→ **Aim of the task**:
Take each line of the listing that has the string "evaluation" and report it.

→ **Given records**:

------------

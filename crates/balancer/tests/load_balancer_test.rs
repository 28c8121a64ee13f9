//! End-to-end balancing scenarios against the local cluster

mod common;

use balancer::scheduler::TickOutcome;
use common::test_cluster::TestCluster;

const ZONE_BLOCKS: &str = "c.r.z0,c.r.z1,c.r.z2";

#[tokio::test]
async fn test_uneven_tablets_converge_to_balanced() {
    let tc = TestCluster::three_zones().await;
    tc.create_table(
        "t",
        false,
        &[&["n0"], &["n0", "n1"], &["n0"], &["n1", "n2"]],
    )
    .await;

    tc.converge().await;

    for node in ["n0", "n1", "n2"] {
        assert_eq!(tc.load(node).await, 4, "replicas on {}", node);
        assert!(tc.leaders(node).await <= 2);
    }
    assert!(tc.balancer.is_load_balancer_idle());
    assert!(tc.balancer.is_load_balanced(3));
    assert!(!tc.balancer.is_load_balanced(4));
}

#[tokio::test]
async fn test_leaders_follow_preferred_zones() {
    let tc = TestCluster::three_zones().await;
    tc.create_table(
        "t",
        false,
        &[
            &["n0", "n1", "n2"],
            &["n1", "n2", "n0"],
            &["n2", "n0", "n1"],
            &["n0", "n1", "n2"],
        ],
    )
    .await;
    tc.converge().await;
    assert!(!tc.balancer.are_leaders_on_preferred_only());

    tc.balancer.set_preferred_zones(&["c.r.z1"]).await.unwrap();
    tc.converge().await;
    assert!(tc.balancer.are_leaders_on_preferred_only());
    assert!(tc.balancer.is_load_balanced(3));
    for leader in tc.table_leaders("t").await {
        assert_eq!(leader.as_deref(), Some("n1"));
    }

    // Clearing the set spreads leaders again.
    tc.balancer.set_preferred_zones::<&str>(&[]).await.unwrap();
    tc.converge().await;
    assert!(!tc.balancer.are_leaders_on_preferred_only());
    assert!(tc.balancer.is_load_balanced(3));
    assert!(tc.leaders("n1").await <= 2);
}

#[tokio::test]
async fn test_preferred_zones_reported_without_tables() {
    let tc = TestCluster::three_zones().await;
    tc.balancer.set_preferred_zones(&["c.r.z1"]).await.unwrap();

    assert_eq!(tc.tick().await.outcome, TickOutcome::Idle);
    assert!(tc.balancer.are_leaders_on_preferred_only());

    tc.balancer.set_preferred_zones::<&str>(&[]).await.unwrap();
    tc.tick().await;
    assert!(!tc.balancer.are_leaders_on_preferred_only());
}

#[tokio::test]
async fn test_new_node_takes_its_share_of_the_zone() {
    let tc = TestCluster::three_zones().await;
    tc.balancer.modify_placement_info(ZONE_BLOCKS, 3).await.unwrap();
    tc.create_table(
        "t",
        false,
        &[
            &["n0", "n1", "n2"],
            &["n1", "n2", "n0"],
            &["n2", "n0", "n1"],
            &["n0", "n1", "n2"],
        ],
    )
    .await;
    tc.converge().await;
    assert!(tc.balancer.is_load_balancer_idle());

    tc.add_node("n3", "c.r.z1").await;
    let summary = tc.tick().await;
    assert_eq!(summary.outcome, TickOutcome::Dispatched);
    assert!(!tc.balancer.is_load_balancer_idle());

    tc.converge().await;
    assert!(tc.balancer.is_load_balancer_idle());
    assert!(tc.balancer.is_load_balanced(4));
    assert_eq!(tc.load("n1").await, 2);
    assert_eq!(tc.load("n3").await, 2);
    // Other zones keep every tablet.
    assert_eq!(tc.load("n0").await, 4);
    assert_eq!(tc.load("n2").await, 4);
}

#[tokio::test]
async fn test_anywhere_policy_keeps_zone_spread_when_node_joins() {
    let tc = TestCluster::three_zones().await;
    tc.create_table(
        "t",
        false,
        &[
            &["n0", "n1", "n2"],
            &["n1", "n2", "n0"],
            &["n2", "n0", "n1"],
            &["n0", "n1", "n2"],
        ],
    )
    .await;
    tc.converge().await;

    tc.add_node("n3", "c.r.z1").await;
    let summary = tc.tick().await;
    assert_eq!(summary.outcome, TickOutcome::Dispatched);

    // Only n1 may give replicas to n3 without a tablet losing a zone.
    tc.converge().await;
    assert!(tc.balancer.is_load_balancer_idle());
    assert!(tc.balancer.is_load_balanced(4));
    assert_eq!(tc.load("n1").await, 2);
    assert_eq!(tc.load("n3").await, 2);
    assert_eq!(tc.load("n0").await, 4);
    assert_eq!(tc.load("n2").await, 4);
}

#[tokio::test]
async fn test_table_deletion_keeps_balancer_idle() {
    let tc = TestCluster::three_zones().await;
    tc.create_table("t1", false, &[&["n0", "n1", "n2"]]).await;
    tc.create_table("t2", false, &[&["n1", "n2", "n0"]]).await;
    tc.converge().await;
    assert!(tc.balancer.is_load_balancer_idle());

    let version = tc.balancer.watcher().version();
    tc.cluster.delete_table(&"t2".to_string()).await.unwrap();
    assert_eq!(tc.balancer.watcher().version(), version);
    assert!(tc.balancer.is_load_balancer_idle());

    assert_eq!(tc.tick().await.outcome, TickOutcome::Idle);
    assert!(tc.balancer.is_load_balancer_idle());
    assert!(tc.balancer.is_load_balanced(3));
}

#[tokio::test]
async fn test_system_tables_opt_into_preferred_zones() {
    let tc = TestCluster::three_zones().await;
    let full: &[&str] = &["n0", "n1", "n2"];
    tc.create_table("t", false, &[full, full, full]).await;
    tc.create_table("sys", true, &[full, full, full]).await;
    tc.balancer.set_preferred_zones(&["c.r.z1"]).await.unwrap();

    tc.converge().await;
    for leader in tc.table_leaders("t").await {
        assert_eq!(leader.as_deref(), Some("n1"));
    }
    let mut system_leaders: Vec<_> = tc.table_leaders("sys").await.into_iter().flatten().collect();
    system_leaders.sort();
    assert_eq!(system_leaders, vec!["n0", "n1", "n2"]);
    assert!(tc.balancer.are_system_leaders_spread());
    assert!(!tc.balancer.are_leaders_on_preferred_only());

    tc.balancer.set_system_tables_use_preferred_zones(true).await.unwrap();
    tc.converge().await;
    for leader in tc.table_leaders("sys").await {
        assert_eq!(leader.as_deref(), Some("n1"));
    }
    assert!(!tc.balancer.are_system_leaders_spread());
    assert!(tc.balancer.are_leaders_on_preferred_only());

    tc.balancer.set_system_tables_use_preferred_zones(false).await.unwrap();
    tc.converge().await;
    assert!(tc.balancer.are_system_leaders_spread());
    assert!(tc.balancer.is_load_balanced(3));
}

#[tokio::test]
async fn test_drained_node_is_emptied() {
    let tc = TestCluster::three_zones().await;
    tc.add_node("n3", "c.r.z0").await;
    tc.create_table(
        "t",
        false,
        &[&["n0", "n1", "n2"], &["n0", "n1", "n2"], &["n3", "n1", "n2"]],
    )
    .await;
    tc.converge().await;

    tc.cluster.node_manager().drain_node(&"n0".to_string()).await;
    tc.converge().await;
    assert_eq!(tc.load("n0").await, 0);
    assert_eq!(tc.leaders("n0").await, 0);
    assert_eq!(tc.load("n3").await, 3);
    // n0 no longer counts as a data-accepting node.
    assert!(tc.balancer.is_load_balanced(3));
}

#[tokio::test]
async fn test_dead_node_replicas_are_replaced() {
    let tc = TestCluster::three_zones().await;
    tc.add_node("n3", "c.r.z2").await;
    tc.create_table("t", false, &[&["n0", "n1", "n2"], &["n2", "n0", "n1"]]).await;
    tc.converge().await;

    tc.cluster.node_manager().mark_dead(&"n2".to_string()).await;
    // Leadership already moved off the dead node.
    assert_eq!(tc.leaders("n2").await, 0);

    tc.converge().await;
    assert_eq!(tc.load("n2").await, 0);
    assert_eq!(tc.load("n3").await, 2);
    let evaluation = tc.balancer.reporter().report().evaluation.clone().unwrap();
    assert!(evaluation.violations.is_empty());
}

#[tokio::test]
async fn test_unsatisfiable_block_is_reported_not_acted_on() {
    let tc = TestCluster::three_zones().await;
    tc.balancer
        .modify_placement_info("c.r.z0,c.r.z1,c.r.z9", 3)
        .await
        .unwrap();
    tc.create_table("t", false, &[&["n0", "n1"]]).await;

    let summary = tc.tick().await;
    assert_eq!(summary.outcome, TickOutcome::Idle);
    let report = tc.balancer.reporter().report();
    let evaluation = report.evaluation.as_ref().unwrap();
    assert_eq!(evaluation.unsatisfiable().count(), 1);
    assert!(!report.balanced);
    assert!(report.idle);
}

#[tokio::test]
async fn test_invalid_policy_leaves_state_unchanged() {
    let tc = TestCluster::three_zones().await;
    let version = tc.balancer.watcher().version();

    assert!(tc.balancer.modify_placement_info(ZONE_BLOCKS, 0).await.is_err());
    assert!(tc.balancer.modify_placement_info("c.r.z0:2,c.r", 3).await.is_err());
    assert!(tc
        .balancer
        .set_preferred_zones(&["c.r.z1", "c.r.z1"])
        .await
        .is_err());
    assert!(tc
        .balancer
        .modify_table_placement_info(&"missing".to_string(), ZONE_BLOCKS, 3)
        .await
        .is_err());

    assert_eq!(tc.balancer.watcher().version(), version);
    let metadata = tc.cluster.metadata().await;
    assert!(metadata.placement.is_anywhere());
    assert!(metadata.preferred_zones.is_empty());
}

#[tokio::test]
async fn test_table_placement_override() {
    let tc = TestCluster::three_zones().await;
    tc.add_node("n3", "c.r.z0").await;
    tc.create_table("t", false, &[&["n0", "n1", "n2"]]).await;
    tc.converge().await;

    tc.balancer
        .modify_table_placement_info(&"t".to_string(), "c.r.z0:2", 2)
        .await
        .unwrap();
    tc.converge().await;

    let tablet = &tc.cluster.tablets_of(&"t".to_string()).await[0];
    let mut replicas = tablet.replicas.clone();
    replicas.sort();
    assert_eq!(replicas, vec!["n0", "n3"]);
    assert_eq!(tablet.replication_factor, 2);
}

------------

→ **Solution**:
    let evaluation = tc.balancer.reporter().report().evaluation.clone().unwrap();
    assert!(evaluation.violations.is_empty());
    let evaluation = report.evaluation.as_ref().unwrap();
    assert_eq!(evaluation.unsatisfiable().count(), 1);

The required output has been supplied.